Hailing the moment as a "wonderful occasion" that "after years of delay provides a small measure of justice," President Obama late on Wednesday signed the Claims Resolution Act of 2010, $4.6 billion legislation that funds settlements for longstanding suits against the federal government brought by black farmers and Native Americans. (Above: The President during the ceremony, surrounded by lawmakers and Cabinet Secretaries)
"This isn’t simply a matter of making amends. It’s about reaffirming our values on which this nation was founded -– principles of fairness and equality and opportunity," President Obama said.
It was passed by the lame duck Congress earlier this month, after years of work by what the President called "the activists, the tribal leaders, and the outstanding members of Congress."
About 130 people were gathered in the South Auditorium of the Old Eisenhower Executive Office Building for the signing ceremony, including Members of Congress, key leaders and advocates from the African American and Native American communities, congressional staff, Cabinet Secretaries Tom Vilsack and Ken Salazar, and Attorney General Eric Holder. Elaine Cobell, the Native American whom the suit is named after, and Dr.
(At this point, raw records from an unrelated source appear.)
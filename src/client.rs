//! # Reconnecting Counter Client
//!
//! A WebSocket client for the counter protocol, used by the end-to-end
//! tests and by bots driving a server.
//!
//! ```text
//!   connect ──ok──► send get_viewer_count ──► { ping every 5s
//!      ▲                                        forward outbound
//!      │                                        surface inbound }
//!      │                                              │ lost
//!      └──── sleep min(1s × 2^attempt, 30s) ◄─────────┘
//! ```
//!
//! The attempt counter resets on every successful open. The server sends the
//! current value as the first frame of every connection, so a reconnect
//! resynchronizes without any client-side replay.

use std::time::Duration;

use futures::{SinkExt, StreamExt};
use tokio::sync::mpsc;
use tokio::task::JoinHandle;
use tokio::time::{interval_at, Instant};
use tokio_tungstenite::connect_async;
use tokio_tungstenite::tungstenite::Message;
use tracing::{debug, info, warn};

use crate::codec::{decode_server_message, encode_client_message, ClientMessage, ServerMessage};
use crate::error::{Error, Result};

/// Client timing.
#[derive(Debug, Clone)]
pub struct ClientConfig {
    pub ping_interval: Duration,
    pub min_backoff: Duration,
    pub max_backoff: Duration,
}

impl Default for ClientConfig {
    fn default() -> Self {
        Self {
            ping_interval: Duration::from_secs(5),
            min_backoff: Duration::from_secs(1),
            max_backoff: Duration::from_secs(30),
        }
    }
}

/// What the client observed.
#[derive(Debug, Clone, PartialEq, Eq)]
pub enum ClientEvent {
    Connected,
    Message(ServerMessage),
    Disconnected,
}

/// Handle to a background connection loop.
pub struct CounterClient {
    outbound: mpsc::UnboundedSender<ClientMessage>,
    task: JoinHandle<()>,
}

impl CounterClient {
    /// Starts connecting to `url` (e.g. `ws://127.0.0.1:8080/ws`).
    pub fn connect(url: impl Into<String>) -> (Self, mpsc::UnboundedReceiver<ClientEvent>) {
        Self::connect_with_config(url, ClientConfig::default())
    }

    /// Starts connecting with custom timing.
    pub fn connect_with_config(
        url: impl Into<String>,
        config: ClientConfig,
    ) -> (Self, mpsc::UnboundedReceiver<ClientEvent>) {
        let (outbound, outbound_rx) = mpsc::unbounded_channel();
        let (events_tx, events) = mpsc::unbounded_channel();
        let task = tokio::spawn(run_client(url.into(), config, outbound_rx, events_tx));
        (Self { outbound, task }, events)
    }

    /// Queues a message. Sent on the current connection, or the next one.
    pub fn send(&self, message: ClientMessage) -> Result<()> {
        self.outbound.send(message).map_err(|_| Error::ClientClosed)
    }

    /// Sends a close hint and stops the connection loop.
    pub async fn close(self) {
        let _ = self.outbound.send(ClientMessage::Close {
            reason: Some("client shutdown".to_string()),
        });
        drop(self.outbound);
        let abort = self.task.abort_handle();
        if tokio::time::timeout(Duration::from_secs(2), self.task).await.is_err() {
            abort.abort();
        }
    }
}

/// Delay before reconnect attempt `attempt` (0-based).
pub fn backoff(attempt: u32, config: &ClientConfig) -> Duration {
    let factor = 1u32.checked_shl(attempt).unwrap_or(u32::MAX);
    config
        .min_backoff
        .checked_mul(factor)
        .unwrap_or(config.max_backoff)
        .min(config.max_backoff)
}

enum Disconnect {
    /// Connection lost; reconnect.
    Lost,
    /// The client handle was dropped or closed.
    Stop,
}

async fn run_client(
    url: String,
    config: ClientConfig,
    mut outbound: mpsc::UnboundedReceiver<ClientMessage>,
    events: mpsc::UnboundedSender<ClientEvent>,
) {
    let mut attempt = 0u32;

    loop {
        match connect_async(url.as_str()).await {
            Ok((socket, _)) => {
                attempt = 0;
                info!(url = %url, "connected");
                if events.send(ClientEvent::Connected).is_err() {
                    return;
                }

                let outcome = drive_connection(socket, &config, &mut outbound, &events).await;

                if events.send(ClientEvent::Disconnected).is_err() {
                    return;
                }
                if let Disconnect::Stop = outcome {
                    return;
                }
            }
            Err(e) => warn!(url = %url, attempt, error = %e, "connect failed"),
        }

        let delay = backoff(attempt, &config);
        attempt = attempt.saturating_add(1);
        debug!(delay_ms = delay.as_millis() as u64, "reconnecting");

        tokio::select! {
            _ = tokio::time::sleep(delay) => {}
            _ = events.closed() => return,
        }
    }
}

async fn drive_connection<S>(
    socket: tokio_tungstenite::WebSocketStream<S>,
    config: &ClientConfig,
    outbound: &mut mpsc::UnboundedReceiver<ClientMessage>,
    events: &mpsc::UnboundedSender<ClientEvent>,
) -> Disconnect
where
    S: tokio::io::AsyncRead + tokio::io::AsyncWrite + Unpin,
{
    let (mut sink, mut stream) = socket.split();

    if sink
        .send(Message::text(encode_client_message(&ClientMessage::GetViewerCount)))
        .await
        .is_err()
    {
        return Disconnect::Lost;
    }

    let mut ping = interval_at(Instant::now() + config.ping_interval, config.ping_interval);

    loop {
        tokio::select! {
            _ = ping.tick() => {
                let frame = Message::text(encode_client_message(&ClientMessage::Ping));
                if sink.send(frame).await.is_err() {
                    return Disconnect::Lost;
                }
            }
            message = outbound.recv() => match message {
                Some(message) => {
                    let closing = matches!(message, ClientMessage::Close { .. });
                    if sink.send(Message::text(encode_client_message(&message))).await.is_err() {
                        return Disconnect::Lost;
                    }
                    if closing {
                        let _ = sink.close().await;
                        return Disconnect::Stop;
                    }
                }
                None => {
                    let _ = sink.close().await;
                    return Disconnect::Stop;
                }
            },
            inbound = stream.next() => match inbound {
                Some(Ok(Message::Text(text))) => match decode_server_message(text.as_str()) {
                    Ok(message) => {
                        if events.send(ClientEvent::Message(message)).is_err() {
                            let _ = sink.close().await;
                            return Disconnect::Stop;
                        }
                    }
                    Err(e) => warn!(error = %e, "undecodable server frame"),
                },
                Some(Ok(Message::Close(_))) | None => return Disconnect::Lost,
                Some(Ok(_)) => {}
                Some(Err(e)) => {
                    debug!(error = %e, "socket error");
                    return Disconnect::Lost;
                }
            },
        }
    }
}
John W. Boyd, Jr., president of the National Black Farmers Association, were both in the audience, as were members of the Congressional Black Caucus. The full list of attendees is here.
The Claims Settlement Act provides $1.15 billion for the settlement of Pigford II, a longstanding racial bias suit first brought by black farmers against USDA in 1999, and $3.4 billion for the Cobell settlement for American Indian plaintiffs who claimed during a 14-year-long suit that Interior officials mismanaged royalties from leases of tribal land used to harvest oil, minerals and timber. The President's remarks (transcript is here):
"Each of us deserves the chance to pursue our own version of happiness. It’s what led us to become a nation. It’s at the heart of who we are as a people," President Obama said. "And our history is defined by the struggle to fulfill this ideal."
"I think all of us understand that we haven’t always lived up to those ideals," he added. "When we’ve fallen short, it’s been up to ordinary citizens to stand up to inequality and unfairness wherever they find it. That’s how we’ve made progress."
Lauding the Act as the work of a bipartisan group of lawmakers, the President noted that he had introduced legislation for the black farmers suit when he was a Senator.
"It’s about restoring a sense of trust between the American people and the government that plays such an important role in their lives," President Obama said of the bill. "As long as I have the privilege of serving as your President I will continue to do everything I can to restore that trust. And that’s why I am so extraordinarily proud to sign this bill today."
In a separate statement released by the White House about the Claims Settlement Act, the President promised further action to address other pending discrimination suits. (At left: The President shakes hands with Holder after the ceremony)
"My Administration will continue our efforts to resolve claims of past discrimination made by women and Hispanic farmers and others in a fair and timely manner," President Obama said.
The Act also provides a one-year extension of Temporary Assistance for Needy Families (TANF) block grants, a six-month extension of the supplemental TANF grant program for states with high population growth or historically below-average welfare grants, and provisions to improve the integrity of the unemployment compensation program.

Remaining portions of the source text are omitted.